According to the Retirement Living Information Center's website, every state in America offers a property tax relief programs for seniors, as well as any property owner who needs help paying their annual property tax bill. One of the most commonly available programs for senior-age property owners is the homestead exemption program, but deferral, credit and property tax circuit breakers are also ways in which the property tax burden can be lessened during retirement years.
Property tax homestead exemptions are a type of exemption that can reduce the assessed value of a property if it used as the owner's primary residence. For resident property owners older than 65, the state further reduces the assessed value, which lowers the amount of annual property tax due on the home. While the rules for homestead exemption can vary by state, exemptions are written at the state level and passed down to the local jurisdictions of the state, such as counties, cities or towns with eligible senior property tax payers.
Seniors may qualify for deferral programs that delay the property tax burden for low-income property-owners who are in the process of selling their property. The property tax is not due until the home is sold, which allows the owner to use the proceeds of the sale to help pay back property taxes.
Unlike deferral or homestead exemption programs, credit programs require the senior property owner to pay the amount of property tax in full in order to receive a future refund based on age. Refunds are dispersed once the tax has been paid for the current year, with refund checks given based on the state's local tax calendar.
Property tax circuit breaker programs are available to seniors or any person with limited income. Under the circuit breaker program, restrictions on the amount of property tax an owner will pay are based on the income level of the owner, which sets the percentage of property tax owed. For senior home owners with larger properties but less income during retirement, this may be just as useful as a credit or deferral program.
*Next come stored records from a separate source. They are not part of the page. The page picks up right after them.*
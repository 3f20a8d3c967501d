//! Step registry: identifiers, aliases, and per-step metadata.
//!
//! The step set is a closed enum ([`StepId`]) enumerated at compile time;
//! the registry built from it maps identifiers and aliases to descriptors
//! once at startup and is never mutated afterwards.

use crate::config::WorkflowConfig;
use crate::error::{Result, RoutineError};
use crate::steps::{self, StepContext, StepResult};

/// Closed set of built-in steps, in natural execution order
/// (cleanup before backup before dump before commit).
#[derive(Debug, Clone, Copy, PartialEq, Eq, Hash)]
pub enum StepId {
    Prune,
    Format,
    Test,
    Clean,
    Scan,
    Audit,
    Backup,
    Dump,
    Commit,
}

impl StepId {
    /// Every step in natural order.
    pub fn all() -> [StepId; 9] {
        [
            StepId::Prune,
            StepId::Format,
            StepId::Test,
            StepId::Clean,
            StepId::Scan,
            StepId::Audit,
            StepId::Backup,
            StepId::Dump,
            StepId::Commit,
        ]
    }

    /// Canonical identifier.
    pub fn name(self) -> &'static str {
        match self {
            StepId::Prune => steps::prune::NAME,
            StepId::Format => steps::format::NAME,
            StepId::Test => steps::testsuite::NAME,
            StepId::Clean => steps::clean::NAME,
            StepId::Scan => steps::scan::NAME,
            StepId::Audit => steps::audit::NAME,
            StepId::Backup => steps::backup::NAME,
            StepId::Dump => steps::dump::NAME,
            StepId::Commit => steps::commit::NAME,
        }
    }

    /// Accepted aliases (the historical step numbers stay valid).
    pub fn aliases(self) -> &'static [&'static str] {
        match self {
            StepId::Prune => &["prune-dumps", "step1"],
            StepId::Format => &["fmt", "reformat", "step2"],
            StepId::Test => &["tests", "pytest", "step2.5"],
            StepId::Clean => &["caches", "step3"],
            StepId::Scan => &["security", "bandit"],
            StepId::Audit => &["deps", "pip-audit"],
            StepId::Backup => &["step4"],
            StepId::Dump => &["dumps", "step5"],
            StepId::Commit => &["git", "step6"],
        }
    }
}

/// The executable capability behind a step.
pub type StepFn = fn(&StepContext) -> Result<StepResult>;

/// Immutable metadata for one registered step.
#[derive(Debug, Clone, Copy)]
pub struct StepDescriptor {
    pub id: StepId,
    /// Failure halts the remaining workflow.
    pub fatal: bool,
    /// Safe to run concurrently with other parallel-eligible steps.
    pub parallel: bool,
    pub run: StepFn,
}

impl StepDescriptor {
    pub fn name(&self) -> &'static str {
        self.id.name()
    }
}

/// Registry of all built-in steps, constructed once at startup.
#[derive(Debug)]
pub struct Registry {
    descriptors: Vec<StepDescriptor>,
}

impl Registry {
    /// Build the registry. `--fail-on-backup` promotes the backup step to
    /// fatal; everything else carries its fixed metadata.
    pub fn builtin(config: &WorkflowConfig) -> Self {
        let descriptors = StepId::all()
            .into_iter()
            .map(|id| StepDescriptor {
                id,
                fatal: match id {
                    StepId::Test | StepId::Commit => true,
                    StepId::Backup => config.fail_on_backup,
                    _ => false,
                },
                parallel: matches!(id, StepId::Scan | StepId::Audit),
                run: match id {
                    StepId::Prune => steps::prune::run,
                    StepId::Format => steps::format::run,
                    StepId::Test => steps::testsuite::run,
                    StepId::Clean => steps::clean::run,
                    StepId::Scan => steps::scan::run,
                    StepId::Audit => steps::audit::run,
                    StepId::Backup => steps::backup::run,
                    StepId::Dump => steps::dump::run,
                    StepId::Commit => steps::commit::run,
                },
            })
            .collect();
        Self { descriptors }
    }

    /// All registered descriptors in natural order.
    pub fn all(&self) -> &[StepDescriptor] {
        &self.descriptors
    }

    /// Resolve requested identifiers/aliases, preserving the caller's order.
    ///
    /// An empty request resolves to every step in natural order. Unknown
    /// tokens fail before any step executes, naming the invalid token.
    pub fn resolve(&self, tokens: &[String]) -> Result<Vec<&StepDescriptor>> {
        if tokens.is_empty() {
            return Ok(self.descriptors.iter().collect());
        }

        tokens
            .iter()
            .map(|token| {
                let wanted = token.trim();
                self.descriptors
                    .iter()
                    .find(|d| {
                        d.name().eq_ignore_ascii_case(wanted)
                            || d.id.aliases().iter().any(|a| a.eq_ignore_ascii_case(wanted))
                    })
                    .ok_or_else(|| RoutineError::UnknownStep {
                        token: wanted.to_string(),
                    })
            })
            .collect()
    }
}
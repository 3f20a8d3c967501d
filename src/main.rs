//! Routinely CLI entry point.

use std::path::Path;
use std::process::ExitCode;
use std::sync::Arc;

use clap::Parser;
use routinely::cli::Cli;
use routinely::runner::WorkflowRunner;
use tracing_subscriber::{fmt, prelude::*, EnvFilter};

/// Initialize the tracing subscriber for logging.
///
/// Log level is controlled by:
/// 1. `--debug` flag sets level to DEBUG
/// 2. `RUST_LOG` environment variable (if set)
/// 3. Default is INFO
fn init_tracing(debug: bool, log_file: Option<&Path>) {
    let filter = if debug {
        EnvFilter::new("routinely=debug")
    } else {
        EnvFilter::try_from_default_env().unwrap_or_else(|_| EnvFilter::new("routinely=info"))
    };

    let file_layer = log_file.and_then(|path| {
        match std::fs::OpenOptions::new().create(true).append(true).open(path) {
            Ok(file) => Some(fmt::layer().with_ansi(false).with_writer(Arc::new(file))),
            Err(e) => {
                eprintln!("Could not open log file {}: {}", path.display(), e);
                None
            }
        }
    });

    tracing_subscriber::registry()
        .with(fmt::layer().with_target(false))
        .with(file_layer)
        .with(filter)
        .init();
}

/// Ask before a real (non-preview) run, unless auto-confirmed or unattended.
fn confirmed(root: &Path, assume_yes: bool) -> bool {
    if assume_yes || !console::user_attended() {
        return true;
    }
    dialoguer::Confirm::new()
        .with_prompt(format!("Apply hygiene steps to {}?", root.display()))
        .default(false)
        .interact()
        .unwrap_or(false)
}

fn main() -> ExitCode {
    let cli = Cli::parse();
    init_tracing(cli.debug, cli.log_file.as_deref());

    tracing::debug!("Routinely starting with args: {:?}", cli);

    let list_steps = cli.list_steps;
    let config = match cli.into_config() {
        Ok(config) => config,
        Err(e) => {
            tracing::error!("{}", e);
            return ExitCode::from(e.exit_code());
        }
    };

    let runner = WorkflowRunner::new(&config);

    if list_steps {
        for descriptor in runner.registry().all() {
            println!(
                "{:<8} fatal={:<5} parallel={:<5} aliases: {}",
                descriptor.name(),
                descriptor.fatal,
                descriptor.parallel,
                descriptor.id.aliases().join(", ")
            );
        }
        return ExitCode::SUCCESS;
    }

    if !config.dry_run && !confirmed(&config.project_root, config.assume_yes) {
        tracing::info!("Aborted by user");
        return ExitCode::from(1);
    }

    match runner.run() {
        Ok(report) => ExitCode::from(report.exit_code()),
        Err(e) => {
            tracing::error!("{}", e);
            ExitCode::from(e.exit_code())
        }
    }
}
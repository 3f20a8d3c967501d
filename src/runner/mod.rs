//! Workflow orchestration and reporting.

pub mod report;
pub mod workflow;

pub use report::RunReport;
pub use workflow::WorkflowRunner;
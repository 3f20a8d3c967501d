//! Backup step: snapshot the project via the external backup helper script.
//!
//! Non-fatal by default; `--fail-on-backup` promotes the step to fatal so a
//! failed snapshot halts the remaining workflow before dumps and commits.

use std::time::Instant;

use tracing::info;

use crate::error::Result;
use crate::shell::{tool_exists, CommandSpec};
use crate::steps::{banner, run_tool, skip_missing_tool, step_result_from, StepContext, StepResult};

pub const NAME: &str = "backup";
const INTERPRETER: &str = "python3";
const DEFAULT_TIMEOUT: u64 = 300;

pub fn run(ctx: &StepContext) -> Result<StepResult> {
    banner("BACKUP: snapshot project (via backup script)");

    let config = ctx.config;
    if !config.backup_script.exists() {
        info!(
            "Backup script missing — skip: {}",
            config.backup_script.display()
        );
        return Ok(StepResult::skipped(
            NAME,
            format!("script not found: {}", config.backup_script.display()),
        ));
    }
    if !tool_exists(INTERPRETER) {
        return Ok(skip_missing_tool(NAME, INTERPRETER));
    }

    let mut args = vec![
        config.backup_script.display().to_string(),
        config.project_root.display().to_string(),
    ];
    if config.dry_run {
        args.push("--dry-run".to_string());
    }
    if config.assume_yes {
        args.push("-y".to_string());
    }

    let spec = CommandSpec::new(INTERPRETER, args, &config.project_root)
        .timeout_secs(ctx.timeout(NAME, DEFAULT_TIMEOUT));

    let started = Instant::now();
    let outcome = run_tool("Backup project", &spec)?;
    Ok(step_result_from(NAME, started, outcome))
}

#[cfg(test)]
mod tests {
    use super::*;
    use crate::config::WorkflowConfig;
    use crate::steps::StepStatus;
    use std::path::PathBuf;

    #[test]
    fn skips_when_script_missing() {
        let config = WorkflowConfig {
            backup_script: PathBuf::from("/definitely/not/here/create_backup.py"),
            ..WorkflowConfig::default()
        };
        let result = run(&StepContext::new(&config)).unwrap();

        assert_eq!(result.status, StepStatus::Skipped);
    }
}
In Florida, where the senior citizen population is one of the highest in the country, the state has adopted a freeze program that allows residents 65 or older to pay a small increase in tax per year based on a previous tax year's property assessment. Other states, such as California and Arizona, offer similar freeze programs, which are useful to seniors with limited income. By “freezing” the assessment, property owners can pay a tax rate equal to the rate they paid prior to retirement, which cuts down on costs that can accrue if the property's value increases while the owner's income decreases.